This to me suggests that the switch is wired differently, however, both Mike Satur and Bill at MGF Centre say they do not have any problems when wiring these switches during conversions, yet other BBS members are also having the same problem as me.
So are the switches different, are the looms different, or is there a fault somewhere. I would appreciate someone with a MY2000 onwards car with Front fogs looking at the Switch loom wiring and letting me know the colour coding and number configuration on the connector. The connector can be accessed by removing the triangular footwell panel and gently pushing the switch out of its housing.
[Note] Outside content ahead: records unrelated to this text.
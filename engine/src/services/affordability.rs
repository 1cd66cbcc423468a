//! External affordability providers
//!
//! `HttpAffordabilityProvider` starts an affordability calculation for the
//! member's group, polls it until it completes, then picks the member's row
//! out of the per-member results. A calculation covers the whole group, so
//! its outcome is kept per (run, group, date, plan year, location) and shared
//! by every member of the run. Requests are spaced by a minimum delay and
//! retried with exponential backoff on HTTP 429 and 5xx.

use std::collections::HashMap;
use std::sync::Arc;
use std::time::Instant;

use async_trait::async_trait;
use chrono::NaiveDate;
use reqwest::{Client, Method, StatusCode};
use serde_json::{json, Value};
use tokio::sync::{Mutex, OnceCell};
use tokio::time::sleep;
use url::Url;
use uuid::Uuid;

use crate::config::AffordabilityApiConfig;
use crate::error::{EngineError, EngineResult};
use crate::traits::{AffordabilityProvider, AffordabilityRequest, ExternalAffordability, RatingLocation};
use shared::{service_debug, service_warn, GroupId, Member, PlanId, ServiceId};

/// Provider used when no external service is configured
pub struct DisabledAffordabilityProvider;

#[async_trait]
impl AffordabilityProvider for DisabledAffordabilityProvider {
    async fn determine(&self, _request: &AffordabilityRequest) -> EngineResult<Option<ExternalAffordability>> {
        Ok(None)
    }
}

#[derive(Debug, Clone, PartialEq, Eq, Hash)]
struct CalculationKey {
    run_id: Uuid,
    group_id: GroupId,
    effective_date: NaiveDate,
    plan_year: i32,
    location: RatingLocation,
}

/// Member rows of a finished calculation, or why there are none
type CalculationOutcome = Result<Arc<Vec<Value>>, String>;

struct CachedCalculation {
    created: Instant,
    outcome: Arc<OnceCell<CalculationOutcome>>,
}

pub struct HttpAffordabilityProvider {
    client: Client,
    config: AffordabilityApiConfig,
    last_request: Mutex<Option<Instant>>,
    calculations: Mutex<HashMap<CalculationKey, CachedCalculation>>,
}

impl HttpAffordabilityProvider {
    pub fn new(config: AffordabilityApiConfig) -> EngineResult<Self> {
        let client = Client::builder()
            .timeout(config.request_timeout)
            .build()
            .map_err(|e| EngineError::config(format!("affordability HTTP client: {e}")))?;

        Ok(Self {
            client,
            config,
            last_request: Mutex::new(None),
            calculations: Mutex::new(HashMap::new()),
        })
    }

    fn location_for(&self, request: &AffordabilityRequest) -> RatingLocation {
        match &self.config.rating_location {
            Some(name) => RatingLocation::Named(name.clone()),
            None => request.rating_location.clone(),
        }
    }

    /// Cell shared by every request of the same run and calculation inputs.
    /// Entries older than `calculation_ttl` are dropped on the way.
    async fn calculation_cell(&self, key: CalculationKey) -> Arc<OnceCell<CalculationOutcome>> {
        let mut calculations = self.calculations.lock().await;
        let ttl = self.config.calculation_ttl;
        calculations.retain(|_, cached| cached.created.elapsed() < ttl);
        let cached = calculations.entry(key).or_insert_with(|| CachedCalculation {
            created: Instant::now(),
            outcome: Arc::new(OnceCell::new()),
        });
        Arc::clone(&cached.outcome)
    }

    /// Start, await and fetch one calculation
    async fn run_calculation(
        &self,
        request: &AffordabilityRequest,
        location: &RatingLocation,
    ) -> EngineResult<Vec<Value>> {
        let calculation_id = self.start_calculation(request, location).await?;
        self.wait_for_completion(&calculation_id).await?;

        let rows = self.member_rows(&calculation_id).await?;
        if rows.is_empty() {
            return Err(EngineError::external("no member results returned"));
        }
        service_debug!(
            ServiceId::current(),
            "📋 Affordability calculation {} returned {} member rows",
            calculation_id,
            rows.len()
        );
        Ok(rows)
    }

    fn endpoint(&self, segments: &[&str]) -> EngineResult<Url> {
        let mut url = self.config.base_url.clone();
        url.path_segments_mut()
            .map_err(|_| EngineError::config(format!("invalid base URL {}", self.config.base_url)))?
            .pop_if_empty()
            .extend(segments);
        Ok(url)
    }

    /// Wait until at least `min_delay` has passed since the previous request
    async fn throttle(&self) {
        let mut last = self.last_request.lock().await;
        if let Some(previous) = *last {
            let elapsed = previous.elapsed();
            if elapsed < self.config.min_delay {
                sleep(self.config.min_delay - elapsed).await;
            }
        }
        *last = Some(Instant::now());
    }

    /// Send a request, retrying on 429 and 5xx with doubling backoff
    async fn send(&self, method: Method, url: Url, body: Option<&Value>) -> EngineResult<Value> {
        let mut backoff = self.config.initial_backoff;
        let mut attempt = 0;

        loop {
            self.throttle().await;
            service_debug!(ServiceId::current(), "🌐 Affordability {} {}", method, url.path());

            let mut request = self
                .client
                .request(method.clone(), url.clone())
                .header("Vericred-Api-Key", &self.config.api_key)
                .header("Ideon-Api-Key", &self.config.api_key)
                .bearer_auth(&self.config.api_key)
                .header("Accept", "application/json")
                .header("Accept-Version", "v6");
            if let Some(body) = body {
                request = request.json(body);
            }

            let response = request.send().await.map_err(EngineError::external)?;
            let status = response.status();

            if status.is_success() {
                return response.json::<Value>().await.map_err(EngineError::external);
            }

            let retriable = status == StatusCode::TOO_MANY_REQUESTS || status.is_server_error();
            if retriable && attempt < self.config.max_retries {
                attempt += 1;
                service_warn!(
                    ServiceId::current(),
                    "⏳ Affordability service returned {} (attempt {}), retrying in {}ms",
                    status,
                    attempt,
                    backoff.as_millis()
                );
                sleep(backoff).await;
                backoff = (backoff * 2).min(self.config.max_backoff);
                continue;
            }

            let detail = response.text().await.unwrap_or_default();
            return Err(EngineError::external(format!(
                "{method} {} returned {status}: {detail}",
                url.path()
            )));
        }
    }

    async fn start_calculation(
        &self,
        request: &AffordabilityRequest,
        location: &RatingLocation,
    ) -> EngineResult<String> {
        let payload = start_payload(request.effective_date, request.plan_year, location);

        let url = self.endpoint(&[
            "groups",
            request.group_id.as_str(),
            "ichra_affordability_calculations",
        ])?;
        let started = self.send(Method::POST, url, Some(&payload)).await?;

        calculation_field(&started, "id")
            .and_then(value_to_string)
            .ok_or_else(|| EngineError::external("service did not return a calculation id"))
    }

    async fn wait_for_completion(&self, calculation_id: &str) -> EngineResult<()> {
        let started = Instant::now();
        let url = self.endpoint(&["ichra_affordability_calculations", calculation_id])?;

        while started.elapsed() < self.config.poll_timeout {
            let data = self.send(Method::GET, url.clone(), None).await?;
            let status = calculation_field(&data, "status")
                .and_then(Value::as_str)
                .unwrap_or_default()
                .to_ascii_lowercase();

            match status.as_str() {
                "complete" | "completed" => return Ok(()),
                "failed" => return Err(EngineError::external("affordability calculation failed")),
                _ => sleep(self.config.poll_interval).await,
            }
        }

        Err(EngineError::external(
            "timed out waiting for affordability calculation",
        ))
    }

    async fn member_rows(&self, calculation_id: &str) -> EngineResult<Vec<Value>> {
        let url = self.endpoint(&["ichra_affordability_calculations", calculation_id, "members"])?;
        let payload = self.send(Method::GET, url, None).await?;

        let rows = match payload {
            Value::Array(rows) => rows,
            Value::Object(mut object) => match object.remove("members") {
                Some(Value::Array(rows)) => rows,
                _ => Vec::new(),
            },
            _ => Vec::new(),
        };
        Ok(rows)
    }
}

#[async_trait]
impl AffordabilityProvider for HttpAffordabilityProvider {
    async fn determine(&self, request: &AffordabilityRequest) -> EngineResult<Option<ExternalAffordability>> {
        let location = self.location_for(request);
        let cell = self
            .calculation_cell(CalculationKey {
                run_id: request.run_id,
                group_id: request.group_id.clone(),
                effective_date: request.effective_date,
                plan_year: request.plan_year,
                location: location.clone(),
            })
            .await;

        let outcome = cell
            .get_or_init(|| async {
                self.run_calculation(request, &location)
                    .await
                    .map(Arc::new)
                    .map_err(|error| match error {
                        EngineError::ExternalServiceUnavailable { message } => message,
                        other => other.to_string(),
                    })
            })
            .await;

        match outcome {
            Ok(rows) => Ok(select_member_row(rows, &request.member).map(map_member_row)),
            Err(message) => Err(EngineError::external(message.clone())),
        }
    }
}

/// Provider chosen at startup from the environment
pub enum ConfiguredProvider {
    Disabled(DisabledAffordabilityProvider),
    Http(HttpAffordabilityProvider),
}

impl ConfiguredProvider {
    /// HTTP provider when `AFFORDABILITY_API_KEY` is set, disabled otherwise
    pub fn from_env() -> EngineResult<Self> {
        match AffordabilityApiConfig::from_env()? {
            Some(config) => Ok(ConfiguredProvider::Http(HttpAffordabilityProvider::new(config)?)),
            None => Ok(ConfiguredProvider::Disabled(DisabledAffordabilityProvider)),
        }
    }

    pub fn is_enabled(&self) -> bool {
        matches!(self, ConfiguredProvider::Http(_))
    }
}

#[async_trait]
impl AffordabilityProvider for ConfiguredProvider {
    async fn determine(&self, request: &AffordabilityRequest) -> EngineResult<Option<ExternalAffordability>> {
        match self {
            ConfiguredProvider::Disabled(provider) => provider.determine(request).await,
            ConfiguredProvider::Http(provider) => provider.determine(request).await,
        }
    }
}

fn start_payload(effective_date: NaiveDate, plan_year: i32, location: &RatingLocation) -> Value {
    json!({
        "ichra_affordability_calculation": {
            "effective_date": effective_date.format("%Y-%m-%d").to_string(),
            "plan_year": plan_year,
            "rating_area_location": location,
        }
    })
}

/// Field of a calculation, whether or not the response wraps it
fn calculation_field<'a>(data: &'a Value, field: &str) -> Option<&'a Value> {
    data.get("ichra_affordability_calculation")
        .and_then(|calculation| calculation.get(field))
        .or_else(|| data.get(field))
}

fn value_to_string(value: &Value) -> Option<String> {
    match value {
        Value::String(text) if !text.is_empty() => Some(text.clone()),
        Value::Number(number) => Some(number.to_string()),
        _ => None,
    }
}

/// Numbers may arrive as JSON numbers or numeric strings
fn value_to_f64(value: Option<&Value>) -> Option<f64> {
    let number = match value? {
        Value::Number(number) => number.as_f64(),
        Value::String(text) => text.trim().parse::<f64>().ok(),
        _ => None,
    };
    number.filter(|number| number.is_finite())
}

/// Field read either from the row or from its nested `member` object
fn row_text(row: &Value, field: &str) -> String {
    row.get("member")
        .and_then(|member| member.get(field))
        .or_else(|| row.get(field))
        .and_then(Value::as_str)
        .unwrap_or_default()
        .to_string()
}

/// The member's row: external id first, then name and date of birth, then the
/// only row when the calculation returned exactly one
pub fn select_member_row<'a>(rows: &'a [Value], member: &Member) -> Option<&'a Value> {
    if let Some(external_id) = member.external_id.as_deref().filter(|id| !id.is_empty()) {
        let by_external_id = rows.iter().find(|row| {
            row.get("member_external_id").and_then(value_to_string).as_deref() == Some(external_id)
                || row
                    .get("member")
                    .and_then(|m| m.get("external_id"))
                    .and_then(value_to_string)
                    .as_deref()
                    == Some(external_id)
        });
        if by_external_id.is_some() {
            return by_external_id;
        }
    }

    let date_of_birth = member
        .date_of_birth
        .map(|dob| dob.format("%Y-%m-%d").to_string())
        .unwrap_or_default();
    let first = member.first_name.to_lowercase();
    let last = member.last_name.to_lowercase();

    rows.iter()
        .find(|row| {
            row_text(row, "date_of_birth") == date_of_birth
                && row_text(row, "first_name").to_lowercase() == first
                && row_text(row, "last_name").to_lowercase() == last
        })
        .or(match rows {
            [only] => Some(only),
            _ => None,
        })
}

/// Map a member row; the benchmark falls back to the second listed plan
pub fn map_member_row(row: &Value) -> ExternalAffordability {
    let second_plan = row
        .get("plans")
        .and_then(Value::as_array)
        .and_then(|plans| plans.get(1));

    let benchmark_plan_id = row
        .get("benchmark_plan_id")
        .and_then(value_to_string)
        .or_else(|| second_plan.and_then(|plan| plan.get("id")).and_then(value_to_string))
        .map(PlanId::from);

    let benchmark_premium = value_to_f64(row.get("benchmark_premium"))
        .or_else(|| value_to_f64(second_plan.and_then(|plan| plan.get("premium"))));

    ExternalAffordability {
        premium_tax_credit: value_to_f64(row.get("premium_tax_credit")),
        benchmark_plan_id,
        benchmark_premium,
        fpl_percent: value_to_f64(row.get("fpl_percent")),
        expected_contribution: value_to_f64(row.get("expected_contribution")),
        affordable: row.get("affordable").and_then(Value::as_bool),
    }
}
The connector has numbers on it adjacent to each wire, I do suspect that I am going to have to reconfigure the wiring but why would Rover make this change, it is just so unnecessary and bloody frustrating.
Thank you in anticipation
|Can Mike and/or Bill confirm which way they wire the Mk2 switch (or have they already)?|
|If this helps any of the electrical gurus, I have taken the Mk2 switch apart and pushing the switch in seems to connect pins 1 and 4|
I can take pics of the inside of the switch if anyone wants them.
There are also 2 LEDs inside, a yellow and white one, presumably these are the dash illumination and switch on/off illumination.
Pins 2 and 3 seem to be although i am not certain connected to a yellow LED and pins 3 and 4 to a white LED.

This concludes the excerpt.